ROMAGNA: Lavoro, servono 24mila assunzioni ma manca il personale | VIDEO
Boom di offerte di lavoro in Romagna, ma manca il personale. Scatta l’allarme per l’estate. A risultare fondamentale, secondo il report della Camera di commercio, è l’impiego di lavoratori stranieri.
Un’estate di fame di lavoratori. Le stime occupazionali della Camera di Commercio della Romagna parlano chiaro: per il trimestre estivo da luglio a settembre ci sono oltre 24 mila posti di lavoro scoperti tra le province di Rimini e Forlì-Cesena.
Nel solo mese di luglio i nuovi occupati previsti sono circa 11 mila.

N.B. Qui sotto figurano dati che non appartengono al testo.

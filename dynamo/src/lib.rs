//! DynamoDB driver for the todo store.
//!
//! # Design
//! Executes the plain-data requests built by `todo_store` against
//! `aws-sdk-dynamodb`. The client inherits the shared SDK config (HTTP
//! client, credentials, retry policy) and applies region/endpoint/timeout
//! overrides on top. SDK failures of every kind — network, throttling,
//! permission — surface as `StoreError::Request`; no retry or error-code
//! translation happens here.

mod convert;

use std::time::Duration;

use async_trait::async_trait;
use aws_sdk_dynamodb::types::{AttributeValue, ReturnValue};
use aws_sdk_dynamodb::Client;
use aws_smithy_types::timeout::TimeoutConfig;
use todo_store::{
    DeleteRequest, DeleteResponse, Key, PutRequest, QueryRequest, QueryResponse, ReturnValues,
    StoreClient, StoreError, UpdateRequest, UpdateResponse,
};

use convert::{attributes_to_item, item_to_attributes, to_attribute_value};

/// Connection overrides applied on top of the shared SDK configuration.
#[derive(Debug, Clone, Default)]
pub struct DynamoConfig {
    /// AWS region override (SDK default when unset).
    pub region: Option<String>,
    /// Endpoint override, e.g. a local DynamoDB instance.
    pub endpoint: Option<String>,
    /// Per-operation timeout in milliseconds.
    pub timeout_ms: Option<u64>,
}

/// `StoreClient` implementation over an `aws-sdk-dynamodb` client.
#[derive(Clone)]
pub struct DynamoStoreClient {
    client: Client,
}

impl std::fmt::Debug for DynamoStoreClient {
    fn fmt(&self, f: &mut std::fmt::Formatter<'_>) -> std::fmt::Result {
        f.debug_struct("DynamoStoreClient").finish()
    }
}

impl DynamoStoreClient {
    /// Build a client from the shared SDK config plus local overrides.
    pub fn new(sdk_config: &aws_config::SdkConfig, config: DynamoConfig) -> Self {
        let mut builder = aws_sdk_dynamodb::config::Builder::from(sdk_config);
        if let Some(region) = config.region {
            builder = builder.region(aws_sdk_dynamodb::config::Region::new(region));
        }
        if let Some(endpoint) = config.endpoint {
            builder = builder.endpoint_url(endpoint);
        }
        if let Some(timeout_ms) = config.timeout_ms {
            let timeout = TimeoutConfig::builder()
                .operation_timeout(Duration::from_millis(timeout_ms))
                .build();
            builder = builder.timeout_config(timeout);
        }
        Self {
            client: Client::from_conf(builder.build()),
        }
    }

    /// Wrap a pre-built client (shared clients, tests).
    pub fn from_client(client: Client) -> Self {
        Self { client }
    }
}

fn key_attributes(key: &Key) -> [(&'static str, AttributeValue); 2] {
    [
        ("userId", AttributeValue::S(key.user_id.clone())),
        ("todoId", AttributeValue::S(key.todo_id.clone())),
    ]
}

fn to_return_value(values: ReturnValues) -> ReturnValue {
    match values {
        ReturnValues::None => ReturnValue::None,
        ReturnValues::AllOld => ReturnValue::AllOld,
        ReturnValues::AllNew => ReturnValue::AllNew,
    }
}

#[async_trait]
impl StoreClient for DynamoStoreClient {
    async fn query(&self, request: QueryRequest) -> Result<QueryResponse, StoreError> {
        let mut builder = self
            .client
            .query()
            .table_name(request.table_name)
            .set_index_name(request.index_name)
            .key_condition_expression(request.key_condition);
        if !request.expression_names.is_empty() {
            builder = builder
                .set_expression_attribute_names(Some(request.expression_names.into_iter().collect()));
        }
        builder = builder.set_expression_attribute_values(Some(
            request
                .expression_values
                .iter()
                .map(|(k, v)| (k.clone(), to_attribute_value(v)))
                .collect(),
        ));

        let response = builder
            .send()
            .await
            .map_err(|e| StoreError::Request(format!("DynamoDB Query failed: {e}")))?;

        Ok(QueryResponse {
            items: response.items().iter().map(attributes_to_item).collect(),
        })
    }

    async fn put(&self, request: PutRequest) -> Result<(), StoreError> {
        self.client
            .put_item()
            .table_name(request.table_name)
            .set_item(Some(item_to_attributes(&request.item)))
            .send()
            .await
            .map_err(|e| StoreError::Request(format!("DynamoDB PutItem failed: {e}")))?;
        Ok(())
    }

    async fn update(&self, request: UpdateRequest) -> Result<UpdateResponse, StoreError> {
        let mut builder = self
            .client
            .update_item()
            .table_name(request.table_name)
            .update_expression(request.update_expression)
            .return_values(to_return_value(request.return_values));
        for (name, value) in key_attributes(&request.key) {
            builder = builder.key(name, value);
        }
        if !request.expression_names.is_empty() {
            builder = builder
                .set_expression_attribute_names(Some(request.expression_names.into_iter().collect()));
        }
        builder = builder.set_expression_attribute_values(Some(
            request
                .expression_values
                .iter()
                .map(|(k, v)| (k.clone(), to_attribute_value(v)))
                .collect(),
        ));

        let response = builder
            .send()
            .await
            .map_err(|e| StoreError::Request(format!("DynamoDB UpdateItem failed: {e}")))?;

        Ok(UpdateResponse {
            attributes: response.attributes().map(attributes_to_item),
        })
    }

    async fn delete(&self, request: DeleteRequest) -> Result<DeleteResponse, StoreError> {
        let mut builder = self
            .client
            .delete_item()
            .table_name(request.table_name)
            .return_values(to_return_value(request.return_values));
        for (name, value) in key_attributes(&request.key) {
            builder = builder.key(name, value);
        }

        let response = builder
            .send()
            .await
            .map_err(|e| StoreError::Request(format!("DynamoDB DeleteItem failed: {e}")))?;

        Ok(DeleteResponse {
            attributes: response.attributes().map(attributes_to_item),
        })
    }
}

#[cfg(test)]
mod tests {
    use super::*;

    #[test]
    fn key_attributes_use_the_table_key_names() {
        let key = Key {
            user_id: "u1".to_string(),
            todo_id: "t1".to_string(),
        };
        let attributes = key_attributes(&key);
        assert_eq!(attributes[0].0, "userId");
        assert_eq!(attributes[0].1, AttributeValue::S("u1".to_string()));
        assert_eq!(attributes[1].0, "todoId");
        assert_eq!(attributes[1].1, AttributeValue::S("t1".to_string()));
    }

    #[test]
    fn return_value_mapping_is_exhaustive() {
        assert_eq!(to_return_value(ReturnValues::None), ReturnValue::None);
        assert_eq!(to_return_value(ReturnValues::AllOld), ReturnValue::AllOld);
        assert_eq!(to_return_value(ReturnValues::AllNew), ReturnValue::AllNew);
    }
}
#[cfg(test)]
mod tests {
    use std::sync::Mutex;

    use async_trait::async_trait;
    use serde_json::{json, Map};

    use super::*;
    use crate::store::{DeleteResponse, QueryResponse, UpdateResponse};

    /// Records the last request of each kind and replays canned responses.
    #[derive(Default)]
    struct RecordingClient {
        query_request: Mutex<Option<QueryRequest>>,
        update_request: Mutex<Option<UpdateRequest>>,
        delete_request: Mutex<Option<DeleteRequest>>,
        put_request: Mutex<Option<PutRequest>>,
        query_items: Vec<Item>,
        update_attributes: Option<Item>,
        delete_attributes: Option<Item>,
    }

    #[async_trait]
    impl<'a> StoreClient for &'a RecordingClient {
        async fn query(&self, request: QueryRequest) -> Result<QueryResponse, StoreError> {
            *self.query_request.lock().unwrap() = Some(request);
            Ok(QueryResponse {
                items: self.query_items.clone(),
            })
        }

        async fn put(&self, request: PutRequest) -> Result<(), StoreError> {
            *self.put_request.lock().unwrap() = Some(request);
            Ok(())
        }

        async fn update(&self, request: UpdateRequest) -> Result<UpdateResponse, StoreError> {
            *self.update_request.lock().unwrap() = Some(request);
            Ok(UpdateResponse {
                attributes: self.update_attributes.clone(),
            })
        }

        async fn delete(&self, request: DeleteRequest) -> Result<DeleteResponse, StoreError> {
            *self.delete_request.lock().unwrap() = Some(request);
            Ok(DeleteResponse {
                attributes: self.delete_attributes.clone(),
            })
        }
    }

    fn config() -> StoreConfig {
        StoreConfig {
            table_name: "Todos".to_string(),
            index_name: "CreatedAtIndex".to_string(),
        }
    }

    fn raw_item(user_id: &str, todo_id: &str, name: &str) -> Item {
        match json!({
            "userId": user_id,
            "todoId": todo_id,
            "name": name,
            "done": false,
        }) {
            Value::Object(map) => map,
            _ => unreachable!(),
        }
    }

    #[tokio::test]
    async fn list_queries_the_user_index() {
        let client = RecordingClient {
            query_items: vec![raw_item("u1", "t1", "Buy milk")],
            ..Default::default()
        };
        let store = TodoStore::new(&client, config());

        let todos = store.get_todos_for_user("u1").await.unwrap();

        let request = client.query_request.lock().unwrap().take().unwrap();
        assert_eq!(request.table_name, "Todos");
        assert_eq!(request.index_name.as_deref(), Some("CreatedAtIndex"));
        assert_eq!(request.key_condition, "userId = :userId");
        assert!(request.expression_names.is_empty());
        assert_eq!(request.expression_values[":userId"], json!("u1"));
        assert_eq!(todos.len(), 1);
        assert_eq!(todos[0].name, "Buy milk");
    }

    #[tokio::test]
    async fn create_puts_the_full_item_and_returns_it() {
        let client = RecordingClient::default();
        let store = TodoStore::new(&client, config());
        let todo = TodoItem {
            user_id: "u1".to_string(),
            todo_id: "t1".to_string(),
            name: "Buy milk".to_string(),
            due_date: Some("2024-01-01".to_string()),
            done: false,
            attachment_url: None,
            extra: Map::new(),
        };

        let returned = store.create_todo_item(todo.clone()).await.unwrap();

        let request = client.put_request.lock().unwrap().take().unwrap();
        assert_eq!(request.table_name, "Todos");
        assert_eq!(request.item["userId"], json!("u1"));
        assert_eq!(request.item["todoId"], json!("t1"));
        assert_eq!(request.item["dueDate"], json!("2024-01-01"));
        // attachmentUrl is absent, not null, when unset
        assert!(!request.item.contains_key("attachmentUrl"));
        assert_eq!(returned, todo);
    }

    #[tokio::test]
    async fn create_passes_extra_attributes_through() {
        let client = RecordingClient::default();
        let store = TodoStore::new(&client, config());
        let mut extra = Map::new();
        extra.insert("priority".to_string(), json!(3));
        let todo = TodoItem {
            user_id: "u1".to_string(),
            todo_id: "t1".to_string(),
            name: "Buy milk".to_string(),
            due_date: None,
            done: false,
            attachment_url: None,
            extra,
        };

        store.create_todo_item(todo).await.unwrap();

        let request = client.put_request.lock().unwrap().take().unwrap();
        assert_eq!(request.item["priority"], json!(3));
    }

    #[tokio::test]
    async fn update_aliases_all_three_attribute_names() {
        let mut updated = raw_item("u1", "t1", "Walk dog");
        updated.insert("dueDate".to_string(), json!("2024-02-02"));
        updated.insert("done".to_string(), json!(true));
        let client = RecordingClient {
            update_attributes: Some(updated),
            ..Default::default()
        };
        let store = TodoStore::new(&client, config());

        let todo = store
            .update_todo(
                "u1",
                "t1",
                TodoUpdate {
                    name: "Walk dog".to_string(),
                    due_date: Some("2024-02-02".to_string()),
                    done: true,
                },
            )
            .await
            .unwrap();

        let request = client.update_request.lock().unwrap().take().unwrap();
        assert_eq!(
            request.update_expression,
            "set #name = :name, #dueDate = :dueDate, #done = :done"
        );
        assert_eq!(
            request.expression_names,
            BTreeMap::from([
                ("#name".to_string(), "name".to_string()),
                ("#dueDate".to_string(), "dueDate".to_string()),
                ("#done".to_string(), "done".to_string()),
            ])
        );
        assert_eq!(request.expression_values[":name"], json!("Walk dog"));
        assert_eq!(request.expression_values[":dueDate"], json!("2024-02-02"));
        assert_eq!(request.expression_values[":done"], json!(true));
        assert_eq!(request.return_values, ReturnValues::AllNew);
        assert_eq!(
            request.key,
            Key {
                user_id: "u1".to_string(),
                todo_id: "t1".to_string(),
            }
        );
        assert!(todo.done);
        assert_eq!(todo.due_date.as_deref(), Some("2024-02-02"));
    }

    #[tokio::test]
    async fn update_sends_null_for_absent_due_date() {
        let client = RecordingClient {
            update_attributes: Some(raw_item("u1", "t1", "Walk dog")),
            ..Default::default()
        };
        let store = TodoStore::new(&client, config());

        store
            .update_todo(
                "u1",
                "t1",
                TodoUpdate {
                    name: "Walk dog".to_string(),
                    due_date: None,
                    done: false,
                },
            )
            .await
            .unwrap();

        let request = client.update_request.lock().unwrap().take().unwrap();
        assert_eq!(request.expression_values[":dueDate"], Value::Null);
    }

    #[tokio::test]
    async fn delete_requests_the_old_image() {
        let client = RecordingClient {
            delete_attributes: Some(raw_item("u1", "t1", "Buy milk")),
            ..Default::default()
        };
        let store = TodoStore::new(&client, config());

        let removed = store.delete_todo("u1", "t1").await.unwrap();

        let request = client.delete_request.lock().unwrap().take().unwrap();
        assert_eq!(request.return_values, ReturnValues::AllOld);
        assert_eq!(removed.unwrap().name, "Buy milk");
    }

    #[tokio::test]
    async fn delete_of_missing_key_returns_none() {
        let client = RecordingClient::default();
        let store = TodoStore::new(&client, config());

        let removed = store.delete_todo("u1", "missing").await.unwrap();
        assert!(removed.is_none());
    }

    #[tokio::test]
    async fn attachment_update_touches_only_attachment_url() {
        let mut updated = raw_item("u1", "t1", "Buy milk");
        updated.insert("attachmentUrl".to_string(), json!("https://img/1"));
        let client = RecordingClient {
            update_attributes: Some(updated),
            ..Default::default()
        };
        let store = TodoStore::new(&client, config());

        let todo = store
            .update_todo_attachment_url("u1", "t1", "https://img/1")
            .await
            .unwrap();

        let request = client.update_request.lock().unwrap().take().unwrap();
        assert_eq!(
            request.update_expression,
            "set #attachmentUrl = :attachmentUrl"
        );
        assert_eq!(
            request.expression_names,
            BTreeMap::from([("#attachmentUrl".to_string(), "attachmentUrl".to_string())])
        );
        assert_eq!(
            request.expression_values[":attachmentUrl"],
            json!("https://img/1")
        );
        assert_eq!(request.return_values, ReturnValues::AllNew);
        assert_eq!(todo.attachment_url.as_deref(), Some("https://img/1"));
    }

    #[tokio::test]
    async fn search_queries_the_base_table_with_aliased_key() {
        let client = RecordingClient {
            query_items: vec![
                raw_item("u1", "t1", "abcdef"),
                raw_item("u1", "t2", "xabcx"),
                raw_item("u1", "t3", "abd"),
            ],
            ..Default::default()
        };
        let store = TodoStore::new(&client, config());

        let found = store.search_todos("u1", "abc").await.unwrap();

        let request = client.query_request.lock().unwrap().take().unwrap();
        assert_eq!(request.index_name, None);
        assert_eq!(request.key_condition, "#userId = :userId");
        assert_eq!(
            request.expression_names,
            BTreeMap::from([("#userId".to_string(), "userId".to_string())])
        );
        assert_eq!(request.expression_values[":userId"], json!("u1"));
        let names: Vec<_> = found.iter().map(|t| t.name.as_str()).collect();
        assert_eq!(names, ["abcdef", "xabcx"]);
    }

    #[tokio::test]
    async fn search_is_case_sensitive() {
        let client = RecordingClient {
            query_items: vec![raw_item("u1", "t1", "Buy Milk")],
            ..Default::default()
        };
        let store = TodoStore::new(&client, config());

        assert!(store.search_todos("u1", "milk").await.unwrap().is_empty());
        assert_eq!(store.search_todos("u1", "Milk").await.unwrap().len(), 1);
    }

    #[tokio::test]
    async fn search_fails_on_item_without_name() {
        let mut nameless = raw_item("u1", "t1", "placeholder");
        nameless.remove("name");
        let client = RecordingClient {
            query_items: vec![nameless],
            ..Default::default()
        };
        let store = TodoStore::new(&client, config());

        let err = store.search_todos("u1", "x").await.unwrap_err();
        assert!(matches!(
            err,
            StoreError::MissingAttribute {
                attribute: "name",
                ..
            }
        ));
    }

    #[tokio::test]
    async fn malformed_item_surfaces_deserialization_error() {
        let mut bad = raw_item("u1", "t1", "Buy milk");
        bad.insert("done".to_string(), json!("yes"));
        let client = RecordingClient {
            query_items: vec![bad],
            ..Default::default()
        };
        let store = TodoStore::new(&client, config());

        let err = store.get_todos_for_user("u1").await.unwrap_err();
        assert!(matches!(err, StoreError::Deserialization(_)));
    }
}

Ma la domanda lavorativa è molto più alta, ed è quasi equivalente fra le due province, sono circa 12 mila a testa i lavoratori richiesti in estate. Il report mette in luce l’agghiacciante verità: sul mercato locale non ci sono candidati per occupare quei posti. È così che nel 50% dei casi le imprese faticano a coprire le posizioni richieste.
Uno scenario fatto di invecchiamento demografico e carenza di forza lavoro che mette in luce il contributo vitale della forza lavoro straniera. L’Emilia-Romagna è la terza regione italiana per volume di assunzioni di lavoratori immigrati. Questi costituiscono un terzo di tutte le nuove assunzioni pianificate.
Il presidente della Camera di Commercio Carlo Battistini ha sottolineato l’importanza di potenziare l’alfabetizzazione, la formazione professionale e l’inclusione sociale dei cittadini stranieri. Il loro inserimento lavorativo risulta infatti imprescindibile per mantenere alta la capacità produttiva del territorio.